▸ **What the task requires**
Each line that has the string "AvianRig" must be copied from the records below.
START Material shown
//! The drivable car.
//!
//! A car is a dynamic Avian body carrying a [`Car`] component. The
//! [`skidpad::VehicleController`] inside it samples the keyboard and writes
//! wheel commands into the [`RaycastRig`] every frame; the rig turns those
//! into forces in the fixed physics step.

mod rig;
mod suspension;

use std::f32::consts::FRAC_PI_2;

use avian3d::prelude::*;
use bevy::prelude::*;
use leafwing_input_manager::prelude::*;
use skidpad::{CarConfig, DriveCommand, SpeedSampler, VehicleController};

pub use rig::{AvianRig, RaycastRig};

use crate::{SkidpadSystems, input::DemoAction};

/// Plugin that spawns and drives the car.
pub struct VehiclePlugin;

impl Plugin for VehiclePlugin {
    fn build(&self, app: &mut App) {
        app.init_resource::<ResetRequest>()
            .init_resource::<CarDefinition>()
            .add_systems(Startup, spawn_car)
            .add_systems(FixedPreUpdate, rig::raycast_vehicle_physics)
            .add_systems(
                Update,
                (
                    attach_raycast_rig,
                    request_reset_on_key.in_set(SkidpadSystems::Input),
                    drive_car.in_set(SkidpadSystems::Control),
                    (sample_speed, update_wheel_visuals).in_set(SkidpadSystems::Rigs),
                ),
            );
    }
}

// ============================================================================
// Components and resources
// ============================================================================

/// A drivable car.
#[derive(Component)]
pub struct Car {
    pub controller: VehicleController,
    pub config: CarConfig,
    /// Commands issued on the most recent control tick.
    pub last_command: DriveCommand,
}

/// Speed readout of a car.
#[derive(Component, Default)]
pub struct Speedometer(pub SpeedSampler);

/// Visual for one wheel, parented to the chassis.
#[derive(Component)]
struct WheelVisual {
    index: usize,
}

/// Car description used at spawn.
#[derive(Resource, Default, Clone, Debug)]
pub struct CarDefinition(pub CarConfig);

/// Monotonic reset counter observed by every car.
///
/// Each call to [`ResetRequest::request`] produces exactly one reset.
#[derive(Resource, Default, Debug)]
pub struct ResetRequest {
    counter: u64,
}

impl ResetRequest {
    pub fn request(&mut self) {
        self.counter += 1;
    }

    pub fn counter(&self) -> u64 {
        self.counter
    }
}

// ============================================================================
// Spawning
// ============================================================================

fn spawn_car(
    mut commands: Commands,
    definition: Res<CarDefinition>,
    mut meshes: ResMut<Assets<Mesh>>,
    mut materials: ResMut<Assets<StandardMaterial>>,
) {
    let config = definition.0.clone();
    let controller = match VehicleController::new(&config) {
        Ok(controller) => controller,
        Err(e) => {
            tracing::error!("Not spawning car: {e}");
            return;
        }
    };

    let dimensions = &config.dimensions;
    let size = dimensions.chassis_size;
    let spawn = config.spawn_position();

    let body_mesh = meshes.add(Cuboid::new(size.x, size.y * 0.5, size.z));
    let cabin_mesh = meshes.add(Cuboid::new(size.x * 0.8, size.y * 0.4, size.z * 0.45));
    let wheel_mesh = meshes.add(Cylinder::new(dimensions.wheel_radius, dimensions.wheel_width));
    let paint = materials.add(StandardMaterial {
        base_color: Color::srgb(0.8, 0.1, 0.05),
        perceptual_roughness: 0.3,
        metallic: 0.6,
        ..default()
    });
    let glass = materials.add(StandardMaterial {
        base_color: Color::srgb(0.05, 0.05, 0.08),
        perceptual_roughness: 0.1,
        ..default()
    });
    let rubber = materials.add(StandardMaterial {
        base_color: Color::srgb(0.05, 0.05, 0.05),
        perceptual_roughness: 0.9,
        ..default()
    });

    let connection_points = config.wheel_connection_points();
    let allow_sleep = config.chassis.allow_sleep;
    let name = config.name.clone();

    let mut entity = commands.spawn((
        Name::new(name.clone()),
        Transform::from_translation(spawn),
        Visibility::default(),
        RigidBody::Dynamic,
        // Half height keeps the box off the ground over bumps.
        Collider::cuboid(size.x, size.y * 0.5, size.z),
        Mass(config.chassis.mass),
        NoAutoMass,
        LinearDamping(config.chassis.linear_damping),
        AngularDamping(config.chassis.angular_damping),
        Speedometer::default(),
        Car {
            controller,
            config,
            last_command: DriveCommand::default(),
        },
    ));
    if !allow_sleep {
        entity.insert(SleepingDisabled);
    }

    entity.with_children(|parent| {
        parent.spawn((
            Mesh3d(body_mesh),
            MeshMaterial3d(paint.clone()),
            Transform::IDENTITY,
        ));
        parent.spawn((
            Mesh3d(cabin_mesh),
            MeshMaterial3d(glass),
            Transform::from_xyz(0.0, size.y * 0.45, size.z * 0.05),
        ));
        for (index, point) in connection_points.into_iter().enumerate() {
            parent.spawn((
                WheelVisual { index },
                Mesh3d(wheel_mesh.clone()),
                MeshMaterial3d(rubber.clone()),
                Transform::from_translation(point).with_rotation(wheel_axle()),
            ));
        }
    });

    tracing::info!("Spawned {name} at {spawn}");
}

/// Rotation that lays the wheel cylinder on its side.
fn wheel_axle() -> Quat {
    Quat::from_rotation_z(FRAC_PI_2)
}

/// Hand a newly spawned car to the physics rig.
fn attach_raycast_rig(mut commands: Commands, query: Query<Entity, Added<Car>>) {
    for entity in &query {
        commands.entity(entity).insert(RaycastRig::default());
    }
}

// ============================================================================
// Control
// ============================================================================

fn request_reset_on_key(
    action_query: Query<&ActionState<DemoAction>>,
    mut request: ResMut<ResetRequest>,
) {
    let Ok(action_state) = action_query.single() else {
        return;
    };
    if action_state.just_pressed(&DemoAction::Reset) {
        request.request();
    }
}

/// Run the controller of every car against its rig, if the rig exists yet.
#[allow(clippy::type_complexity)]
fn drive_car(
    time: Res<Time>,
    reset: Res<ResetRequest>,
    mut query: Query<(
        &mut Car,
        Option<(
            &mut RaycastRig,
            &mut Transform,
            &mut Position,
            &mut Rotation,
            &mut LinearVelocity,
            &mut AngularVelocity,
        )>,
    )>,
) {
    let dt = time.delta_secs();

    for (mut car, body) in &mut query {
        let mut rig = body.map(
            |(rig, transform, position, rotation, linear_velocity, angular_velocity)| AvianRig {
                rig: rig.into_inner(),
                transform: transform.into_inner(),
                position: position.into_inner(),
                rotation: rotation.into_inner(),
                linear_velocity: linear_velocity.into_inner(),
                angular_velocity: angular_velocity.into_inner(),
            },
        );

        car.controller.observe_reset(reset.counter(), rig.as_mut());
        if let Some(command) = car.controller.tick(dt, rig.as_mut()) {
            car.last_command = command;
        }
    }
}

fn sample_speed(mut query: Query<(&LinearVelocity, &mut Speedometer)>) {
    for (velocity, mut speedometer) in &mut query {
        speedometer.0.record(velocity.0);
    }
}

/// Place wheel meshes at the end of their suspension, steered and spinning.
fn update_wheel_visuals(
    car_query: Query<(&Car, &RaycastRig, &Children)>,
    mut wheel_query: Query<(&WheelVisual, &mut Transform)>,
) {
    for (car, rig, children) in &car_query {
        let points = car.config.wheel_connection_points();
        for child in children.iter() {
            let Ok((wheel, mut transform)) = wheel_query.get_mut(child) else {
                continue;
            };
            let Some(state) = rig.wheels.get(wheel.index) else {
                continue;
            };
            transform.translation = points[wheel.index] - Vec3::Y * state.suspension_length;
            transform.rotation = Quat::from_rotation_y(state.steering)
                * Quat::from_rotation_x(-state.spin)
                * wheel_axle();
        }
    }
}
END Material shown
▸ **Task answer**
pub use rig::{AvianRig, RaycastRig};
            |(rig, transform, position, rotation, linear_velocity, angular_velocity)| AvianRig {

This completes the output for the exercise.